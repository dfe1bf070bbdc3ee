//! Inbound HTTP surface: `POST /transcribe` and `GET /health`.

use std::any::Any;

use axum::extract::multipart::{MultipartError, MultipartRejection};
use axum::extract::{DefaultBodyLimit, Multipart, State};
use axum::http::{Request, StatusCode};
use axum::response::{IntoResponse, Response};
use axum::routing::{get, post};
use axum::{Json, Router};
use tower_http::catch_panic::CatchPanicLayer;
use tower_http::cors::CorsLayer;
use tower_http::trace::TraceLayer;
use tracing::{error, info, warn};
use uuid::Uuid;
use voxtrade_clients::{AudioClip, ClientError};
use voxtrade_models::{
    AudioFormat, Exchange, ModelError, OrderParams, ProductType, TranscriptionModel,
};

use crate::pipeline::{PipelineReport, VoiceOrderRequest, VoicePipeline};

/// Shared handler state.
#[derive(Clone)]
pub struct AppState {
    pub pipeline: VoicePipeline,
    pub default_model: TranscriptionModel,
}

/// Errors a handler can answer with. Parse failures are not here: they are
/// a normal 200 response carrying `{"error": "Invalid command"}`.
#[derive(Debug)]
pub enum ApiError {
    /// Rejected input; the pipeline never ran.
    BadRequest(String),
    /// The multipart body could not be read (including the size limit).
    Multipart(MultipartError),
    /// The speech service answered with an error status.
    Transcription { status: u16, details: String },
    Unexpected(String),
}

impl From<ClientError> for ApiError {
    fn from(e: ClientError) -> Self {
        match e.http_status() {
            Some((status, body)) => ApiError::Transcription {
                status,
                details: body.to_string(),
            },
            None => ApiError::Unexpected(e.to_string()),
        }
    }
}

impl IntoResponse for ApiError {
    fn into_response(self) -> Response {
        let (status, body) = match self {
            ApiError::BadRequest(message) => (
                StatusCode::BAD_REQUEST,
                serde_json::json!({ "error": message }),
            ),
            ApiError::Multipart(e) => (e.status(), serde_json::json!({ "error": e.body_text() })),
            ApiError::Transcription { status, details } => (
                StatusCode::from_u16(status).unwrap_or(StatusCode::BAD_GATEWAY),
                serde_json::json!({
                    "error": format!("Transcription service error: HTTP {status}"),
                    "details": details,
                }),
            ),
            ApiError::Unexpected(message) => (
                StatusCode::INTERNAL_SERVER_ERROR,
                serde_json::json!({ "error": format!("Unexpected error: {message}") }),
            ),
        };
        (status, Json(body)).into_response()
    }
}

/// Build the router. `max_upload_bytes` caps the whole request body.
pub fn router(state: AppState, max_upload_bytes: usize) -> Router {
    let trace = TraceLayer::new_for_http().make_span_with(|request: &Request<_>| {
        tracing::info_span!(
            "request",
            id = %Uuid::new_v4(),
            method = %request.method(),
            uri = %request.uri(),
        )
    });

    Router::new()
        .route("/transcribe", post(transcribe))
        .route("/health", get(health))
        .layer(DefaultBodyLimit::max(max_upload_bytes))
        .layer(CatchPanicLayer::custom(panic_response))
        .layer(CorsLayer::permissive())
        .layer(trace)
        .with_state(state)
}

/// Turn a panic anywhere below the router into the generic 500 body.
fn panic_response(panic: Box<dyn Any + Send + 'static>) -> Response {
    let message = if let Some(s) = panic.downcast_ref::<String>() {
        s.clone()
    } else if let Some(s) = panic.downcast_ref::<&str>() {
        s.to_string()
    } else {
        "request handler panicked".to_string()
    };
    error!(%message, "Request handler panicked");
    ApiError::Unexpected(message).into_response()
}

async fn health() -> &'static str {
    "OK"
}

async fn transcribe(
    State(state): State<AppState>,
    multipart: Result<Multipart, MultipartRejection>,
) -> Result<Json<PipelineReport>, ApiError> {
    // A body that is not multipart at all has no file part either.
    let multipart = multipart.map_err(|rejection| {
        warn!(%rejection, "Rejected non-multipart upload");
        ApiError::BadRequest("No file part".to_string())
    })?;
    let form = UploadForm::read(multipart).await?;
    let request = form.validate(state.default_model).map_err(|message| {
        warn!(%message, "Rejected upload");
        ApiError::BadRequest(message)
    })?;

    info!(
        bytes = request.clip.bytes.len(),
        model = %request.model,
        "Upload accepted"
    );

    match state.pipeline.process(request).await {
        Ok(report) => Ok(Json(report)),
        Err(e) => Err(e.into()),
    }
}

#[derive(Debug, Default)]
struct UploadedFile {
    file_name: Option<String>,
    content_type: Option<String>,
    bytes: Vec<u8>,
}

/// Raw multipart fields, before any validation.
#[derive(Debug, Default)]
struct UploadForm {
    file: Option<UploadedFile>,
    exchange: Option<String>,
    product_type: Option<String>,
    model: Option<String>,
}

impl UploadForm {
    async fn read(mut multipart: Multipart) -> Result<Self, ApiError> {
        let mut form = UploadForm::default();
        while let Some(field) = multipart.next_field().await.map_err(ApiError::Multipart)? {
            let Some(name) = field.name().map(str::to_string) else {
                continue;
            };
            match name.as_str() {
                "file" => {
                    let file_name = field.file_name().map(str::to_string);
                    let content_type = field.content_type().map(str::to_string);
                    let bytes = field.bytes().await.map_err(ApiError::Multipart)?;
                    form.file = Some(UploadedFile {
                        file_name,
                        content_type,
                        bytes: bytes.to_vec(),
                    });
                }
                "exchange" => form.exchange = Some(field.text().await.map_err(ApiError::Multipart)?),
                "product_type" => {
                    form.product_type = Some(field.text().await.map_err(ApiError::Multipart)?)
                }
                "model" => form.model = Some(field.text().await.map_err(ApiError::Multipart)?),
                _ => {}
            }
        }
        Ok(form)
    }

    /// Checks run in a fixed order and stop at the first problem.
    fn validate(self, default_model: TranscriptionModel) -> Result<VoiceOrderRequest, String> {
        let file = self.file.ok_or_else(|| "No file part".to_string())?;
        if file.file_name.as_deref().map_or(true, str::is_empty) {
            return Err("No selected file".to_string());
        }
        let format = file
            .content_type
            .as_deref()
            .and_then(|ct| AudioFormat::from_mime(ct).ok())
            .ok_or_else(|| "Unsupported audio format".to_string())?;

        let exchange: Exchange = self
            .exchange
            .unwrap_or_default()
            .parse()
            .map_err(|e: ModelError| e.to_string())?;
        let product_type: ProductType = self
            .product_type
            .unwrap_or_default()
            .parse()
            .map_err(|e: ModelError| e.to_string())?;
        let model = match self.model.filter(|m| !m.is_empty()) {
            Some(model) => model
                .parse::<TranscriptionModel>()
                .map_err(|e: ModelError| e.to_string())?,
            None => default_model,
        };

        Ok(VoiceOrderRequest {
            clip: AudioClip::new(file.bytes, format),
            params: OrderParams {
                exchange,
                product_type,
            },
            model,
        })
    }
}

Activity: Which lines above include the word "CorsLayer"? Return each one.

Answer to this task:
use tower_http::cors::CorsLayer;
        .layer(CorsLayer::permissive())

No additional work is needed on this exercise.